Identify all lines in the listing that include the word "Database", and copy them out.

Start of Block

//! Deterministic development fixtures.
//!
//! `kinetic-server seed` wipes every table and loads a small known dataset:
//! three users, three exercises, four routines, five memberships and three
//! routine exercises.

use serde::Serialize;
use serde_json::json;
use sqlx::{Postgres, Transaction};
use tracing::info;

use super::{
    AuthProvider, Database, Gender, RoutineType, SkillLevel, TargetMuscle, UnitPreference,
    UserRoutineRole,
};
use crate::error::Result;
use crate::graphql::scalars::JsonObject;

/// Row counts inserted by [`Database::seed`].
#[derive(Debug, Clone, Copy, Default, PartialEq, Eq, Serialize)]
pub struct SeedSummary {
    pub users: usize,
    pub exercises: usize,
    pub routines: usize,
    pub memberships: usize,
    pub routine_exercises: usize,
}

struct UserFixture {
    username: &'static str,
    email: &'static str,
    profile_picture_url: Option<&'static str>,
    auth_provider: AuthProvider,
    auth_provider_id: Option<&'static str>,
    preferred_units: UnitPreference,
    notifications_enabled: bool,
    gender: Option<Gender>,
    age: Option<i32>,
    height: Option<f64>,
    weight: Option<f64>,
}

const USERS: [UserFixture; 3] = [
    UserFixture {
        username: "test",
        email: "test@example.com",
        profile_picture_url: None,
        auth_provider: AuthProvider::Email,
        auth_provider_id: None,
        preferred_units: UnitPreference::Metric,
        notifications_enabled: true,
        gender: Some(Gender::Male),
        age: Some(30),
        height: Some(180.5),
        weight: Some(75.2),
    },
    UserFixture {
        username: "minimal",
        email: "minimal@example.com",
        profile_picture_url: None,
        auth_provider: AuthProvider::Google,
        auth_provider_id: None,
        preferred_units: UnitPreference::Imperial,
        notifications_enabled: false,
        gender: None,
        age: None,
        height: None,
        weight: None,
    },
    UserFixture {
        username: "complete",
        email: "complete@example.com",
        profile_picture_url: Some("https://example.com/profile.jpg"),
        auth_provider: AuthProvider::Apple,
        auth_provider_id: Some("apple123456"),
        preferred_units: UnitPreference::Metric,
        notifications_enabled: true,
        gender: Some(Gender::Female),
        age: Some(25),
        height: Some(165.0),
        weight: Some(60.5),
    },
];

const ROUTINES: [(&str, RoutineType, SkillLevel); 4] = [
    ("Beginner Strength", RoutineType::Strength, SkillLevel::Beginner),
    ("Core Mobility", RoutineType::Mobility, SkillLevel::Intermediate),
    ("Advanced Flexibility", RoutineType::Flexibility, SkillLevel::Advanced),
    ("All Levels Balance", RoutineType::Balance, SkillLevel::AllLevels),
];

/// (user index, routine index, role)
const MEMBERSHIPS: [(usize, usize, UserRoutineRole); 5] = [
    (0, 0, UserRoutineRole::Creator),
    (0, 1, UserRoutineRole::Participant),
    (1, 2, UserRoutineRole::Creator),
    (2, 0, UserRoutineRole::Participant),
    (2, 3, UserRoutineRole::Creator),
];

impl Database {
    /// Truncate every table and insert the fixtures, all in one transaction.
    pub async fn seed(&self) -> Result<SeedSummary> {
        let mut tx = self.pool.begin().await?;

        sqlx::query(
            r#"
            TRUNCATE session_sets, session_exercises, sessions, routine_exercises,
                     user_routines, exercises, routines, users
            RESTART IDENTITY CASCADE
            "#,
        )
        .execute(&mut *tx)
        .await?;

        let mut summary = SeedSummary::default();

        let mut user_ids = Vec::with_capacity(USERS.len());
        for user in &USERS {
            user_ids.push(insert_user(&mut tx, user).await?);
            summary.users += 1;
        }

        let exercise_ids = insert_exercises(&mut tx).await?;
        summary.exercises = exercise_ids.len();

        let mut routine_ids = Vec::with_capacity(ROUTINES.len());
        for (name, routine_type, skill_level) in ROUTINES {
            let id: i32 = sqlx::query_scalar(
                "INSERT INTO routines (name, routine_type, skill_level) VALUES ($1, $2, $3) RETURNING id",
            )
            .bind(name)
            .bind(routine_type)
            .bind(skill_level)
            .fetch_one(&mut *tx)
            .await?;
            routine_ids.push(id);
            summary.routines += 1;
        }

        for (user, routine, role) in MEMBERSHIPS {
            sqlx::query("INSERT INTO user_routines (user_id, routine_id, role) VALUES ($1, $2, $3)")
                .bind(user_ids[user])
                .bind(routine_ids[routine])
                .bind(role)
                .execute(&mut *tx)
                .await?;
            summary.memberships += 1;
        }

        let routine_exercises = [
            (
                routine_ids[0],
                exercise_ids[0],
                Some("Focus on form, not weight"),
                json!([
                    { "reps": 10, "weight": 135 },
                    { "reps": 8, "weight": 155 },
                    { "reps": 6, "weight": 175 }
                ]),
                Some(90),
                1,
                Some(2),
            ),
            (
                routine_ids[0],
                exercise_ids[1],
                None,
                json!([{ "reps": 12, "rpe": 7 }, { "reps": 12, "rpe": 7 }]),
                None,
                2,
                None,
            ),
            (
                routine_ids[1],
                exercise_ids[2],
                None,
                json!([{ "reps": 5 }, { "reps": 5 }]),
                Some(120),
                1,
                None,
            ),
        ];

        for (routine_id, exercise_id, notes, sets, rest_time, position, rir) in routine_exercises {
            sqlx::query(
                r#"
                INSERT INTO routine_exercises (routine_id, exercise_id, notes, sets, rest_time, position, rir)
                VALUES ($1, $2, $3, $4, $5, $6, $7)
                "#,
            )
            .bind(routine_id)
            .bind(exercise_id)
            .bind(notes)
            .bind(JsonObject(sets))
            .bind(rest_time)
            .bind(position)
            .bind(rir)
            .execute(&mut *tx)
            .await?;
            summary.routine_exercises += 1;
        }

        tx.commit().await?;
        info!(?summary, "Database seeded");
        Ok(summary)
    }
}

async fn insert_user(tx: &mut Transaction<'_, Postgres>, user: &UserFixture) -> Result<i32> {
    let id = sqlx::query_scalar(
        r#"
        INSERT INTO users (
            username, email, profile_picture_url, auth_provider, auth_provider_id,
            preferred_units, notifications_enabled, gender, age, height, weight
        )
        VALUES ($1, $2, $3, $4, $5, $6, $7, $8, $9, $10, $11)
        RETURNING id
        "#,
    )
    .bind(user.username)
    .bind(user.email)
    .bind(user.profile_picture_url)
    .bind(user.auth_provider)
    .bind(user.auth_provider_id)
    .bind(user.preferred_units)
    .bind(user.notifications_enabled)
    .bind(user.gender)
    .bind(user.age)
    .bind(user.height)
    .bind(user.weight)
    .fetch_one(&mut **tx)
    .await?;
    Ok(id)
}

async fn insert_exercises(tx: &mut Transaction<'_, Postgres>) -> Result<Vec<i32>> {
    let exercises = [
        (
            "Bench Press",
            TargetMuscle::Chest,
            "https://example.com/icons/bench-press.svg",
            "https://example.com/posters/bench-press.jpg",
            Some(json!([{
                "steps": [
                    "Lie on bench",
                    "Grip bar with hands slightly wider than shoulder-width",
                    "Lower bar to chest",
                    "Push bar up"
                ],
                "image": "https://example.com/instructions/bench-press.jpg"
            }])),
            Some(json!(["Keep elbows at 45 degrees", "Feet flat on floor", "Shoulders back"])),
            Some("Compound movement for chest development"),
        ),
        (
            "Squat",
            TargetMuscle::Legs,
            "https://example.com/icons/squat.svg",
            "https://example.com/posters/squat.jpg",
            Some(json!([{
                "steps": [
                    "Stand with feet shoulder-width apart",
                    "Lower hips back and down",
                    "Keep knees in line with toes",
                    "Return to standing"
                ],
                "image": "https://example.com/instructions/squat.jpg"
            }])),
            None,
            Some("Primary lower body compound exercise"),
        ),
        (
            "Pull-Up",
            TargetMuscle::Back,
            "https://example.com/icons/pull-up.svg",
            "https://example.com/posters/pull-up.jpg",
            None,
            None,
            None,
        ),
    ];

    let mut ids = Vec::with_capacity(exercises.len());
    for (name, target_muscle, icon_url, poster_url, instructions, cues, overview) in exercises {
        let id: i32 = sqlx::query_scalar(
            r#"
            INSERT INTO exercises (name, target_muscle, icon_url, poster_url, instructions, cues, overview)
            VALUES ($1, $2, $3, $4, $5, $6, $7)
            RETURNING id
            "#,
        )
        .bind(name)
        .bind(target_muscle)
        .bind(icon_url)
        .bind(poster_url)
        .bind(instructions.map(JsonObject))
        .bind(cues.map(JsonObject))
        .bind(overview)
        .fetch_one(&mut **tx)
        .await?;
        ids.push(id);
    }
    Ok(ids)
}

#[cfg(test)]
mod tests {
    use super::*;

    #[test]
    fn test_memberships_reference_known_fixtures() {
        for (user, routine, _) in MEMBERSHIPS {
            assert!(user < USERS.len());
            assert!(routine < ROUTINES.len());
        }
    }

    #[test]
    fn test_three_seeded_creators() {
        let creators = MEMBERSHIPS
            .iter()
            .filter(|(_, _, role)| *role == UserRoutineRole::Creator)
            .count();
        assert_eq!(creators, 3);
    }
}
//! Request-cost limits.
//!
//! Depth and complexity are enforced by async-graphql itself (see
//! [`super::build_schema`]). Document length, alias count and directive count
//! are checked here, in the parse phase, before any resolver runs.

use async_graphql::extensions::{Extension, ExtensionContext, ExtensionFactory, NextParseQuery};
use async_graphql::parser::types::{ExecutableDocument, Selection, SelectionSet};
use async_graphql::{ServerError, ServerResult, Variables};
use metrics::counter;
use serde::Deserialize;
use std::sync::Arc;
use tracing::warn;

use crate::error::{ErrorCode, KineticError};

/// `[graphql]` section.
#[derive(Debug, Clone, Deserialize)]
#[serde(default)]
pub struct QueryLimitsConfig {
    pub max_depth: usize,
    pub max_complexity: usize,
    pub max_aliases: usize,
    pub max_directives: usize,
    /// Longest accepted document, in bytes
    pub max_query_bytes: usize,
    /// Allow `__schema` / `__type` queries
    pub introspection: bool,
}

impl Default for QueryLimitsConfig {
    fn default() -> Self {
        Self {
            max_depth: 6,
            max_complexity: 5000,
            max_aliases: 15,
            max_directives: 50,
            max_query_bytes: 10_000,
            introspection: true,
        }
    }
}

// ═══════════════════════════════════════════════════════════════════════════════
// Document Statistics
// ═══════════════════════════════════════════════════════════════════════════════

/// Alias and directive counts over a whole document, fragments included once.
#[derive(Debug, Default, Clone, Copy, PartialEq, Eq)]
pub struct DocumentStats {
    pub aliases: usize,
    pub directives: usize,
}

impl DocumentStats {
    pub fn of(doc: &ExecutableDocument) -> Self {
        let mut stats = Self::default();

        for (_, op) in doc.operations.iter() {
            stats.directives += op.node.directives.len();
            stats.visit(&op.node.selection_set.node);
        }
        for fragment in doc.fragments.values() {
            stats.directives += fragment.node.directives.len();
            stats.visit(&fragment.node.selection_set.node);
        }

        stats
    }

    fn visit(&mut self, set: &SelectionSet) {
        for item in &set.items {
            match &item.node {
                Selection::Field(field) => {
                    if field.node.alias.is_some() {
                        self.aliases += 1;
                    }
                    self.directives += field.node.directives.len();
                    self.visit(&field.node.selection_set.node);
                }
                Selection::FragmentSpread(spread) => {
                    self.directives += spread.node.directives.len();
                }
                Selection::InlineFragment(inline) => {
                    self.directives += inline.node.directives.len();
                    self.visit(&inline.node.selection_set.node);
                }
            }
        }
    }
}

// ═══════════════════════════════════════════════════════════════════════════════
// Extension
// ═══════════════════════════════════════════════════════════════════════════════

/// Extension factory registered on the schema.
pub struct QueryLimits {
    config: Arc<QueryLimitsConfig>,
}

impl QueryLimits {
    pub fn new(config: QueryLimitsConfig) -> Self {
        Self {
            config: Arc::new(config),
        }
    }
}

impl ExtensionFactory for QueryLimits {
    fn create(&self) -> Arc<dyn Extension> {
        Arc::new(QueryLimitsExtension {
            config: self.config.clone(),
        })
    }
}

struct QueryLimitsExtension {
    config: Arc<QueryLimitsConfig>,
}

impl QueryLimitsExtension {
    fn reject(limit: &'static str, message: String) -> ServerError {
        warn!(limit, %message, "GraphQL document rejected");
        counter!("kinetic_query_limit_rejected_total", "limit" => limit).increment(1);

        let graphql_error = KineticError::new(ErrorCode::QueryLimitExceeded, message).into_graphql();
        let mut error = ServerError::new(graphql_error.message, None);
        error.extensions = graphql_error.extensions;
        error
    }
}

#[async_trait::async_trait]
impl Extension for QueryLimitsExtension {
    async fn parse_query(
        &self,
        ctx: &ExtensionContext<'_>,
        query: &str,
        variables: &Variables,
        next: NextParseQuery<'_>,
    ) -> ServerResult<ExecutableDocument> {
        if query.len() > self.config.max_query_bytes {
            return Err(Self::reject(
                "length",
                format!(
                    "Query is {} bytes, the maximum is {}",
                    query.len(),
                    self.config.max_query_bytes
                ),
            ));
        }

        let doc = next.run(ctx, query, variables).await?;
        let stats = DocumentStats::of(&doc);

        if stats.aliases > self.config.max_aliases {
            return Err(Self::reject(
                "aliases",
                format!(
                    "Query uses {} aliases, the maximum is {}",
                    stats.aliases, self.config.max_aliases
                ),
            ));
        }
        if stats.directives > self.config.max_directives {
            return Err(Self::reject(
                "directives",
                format!(
                    "Query uses {} directives, the maximum is {}",
                    stats.directives, self.config.max_directives
                ),
            ));
        }

        Ok(doc)
    }
}

#[cfg(test)]
mod tests {
    use super::*;
    use async_graphql::parser::parse_query;
    use async_graphql::{EmptyMutation, EmptySubscription, Object, Schema};

    struct Query;

    #[Object]
    impl Query {
        async fn ping(&self) -> &'static str {
            "pong"
        }
    }

    fn schema(config: QueryLimitsConfig) -> Schema<Query, EmptyMutation, EmptySubscription> {
        Schema::build(Query, EmptyMutation, EmptySubscription)
            .extension(QueryLimits::new(config))
            .finish()
    }

    fn aliased(count: usize) -> String {
        let fields: Vec<String> = (0..count).map(|i| format!("a{i}: ping")).collect();
        format!("{{ {} }}", fields.join(" "))
    }

    #[test]
    fn test_document_stats() {
        let doc = parse_query(
            r#"
            query Q @a { x: ping ...F ... on Query @b { y: ping @c } }
            fragment F on Query @d { z: ping @e }
            "#,
        )
        .unwrap();

        assert_eq!(
            DocumentStats::of(&doc),
            DocumentStats {
                aliases: 3,
                directives: 5
            }
        );
    }

    #[tokio::test]
    async fn test_within_limits_executes() {
        let response = schema(QueryLimitsConfig::default()).execute(aliased(15)).await;
        assert!(response.errors.is_empty(), "{:?}", response.errors);
    }

    #[tokio::test]
    async fn test_too_many_aliases_rejected() {
        let response = schema(QueryLimitsConfig::default()).execute(aliased(16)).await;

        assert_eq!(response.errors.len(), 1);
        let code = response.errors[0]
            .extensions
            .as_ref()
            .and_then(|e| e.get("code"))
            .cloned();
        assert_eq!(code, Some(async_graphql::Value::from("QUERY_LIMIT_EXCEEDED")));
    }

    #[tokio::test]
    async fn test_too_many_directives_rejected() {
        let config = QueryLimitsConfig {
            max_directives: 2,
            ..Default::default()
        };
        let response = schema(config)
            .execute("{ ping @skip(if: false) @include(if: true) a: ping @skip(if: false) }")
            .await;
        assert_eq!(response.errors.len(), 1);
        assert!(response.errors[0].message.contains("directives"));
    }

    #[tokio::test]
    async fn test_oversized_document_rejected() {
        let config = QueryLimitsConfig {
            max_query_bytes: 8,
            ..Default::default()
        };
        let response = schema(config).execute("{ ping ping }").await;
        assert_eq!(response.errors.len(), 1);
        assert!(response.errors[0].message.contains("bytes"));
    }
}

End of Block

- _Written solution_
    AuthProvider, Database, Gender, RoutineType, SkillLevel, TargetMuscle, UnitPreference,
/// Row counts inserted by [`Database::seed`].
impl Database {
        info!(?summary, "Database seeded");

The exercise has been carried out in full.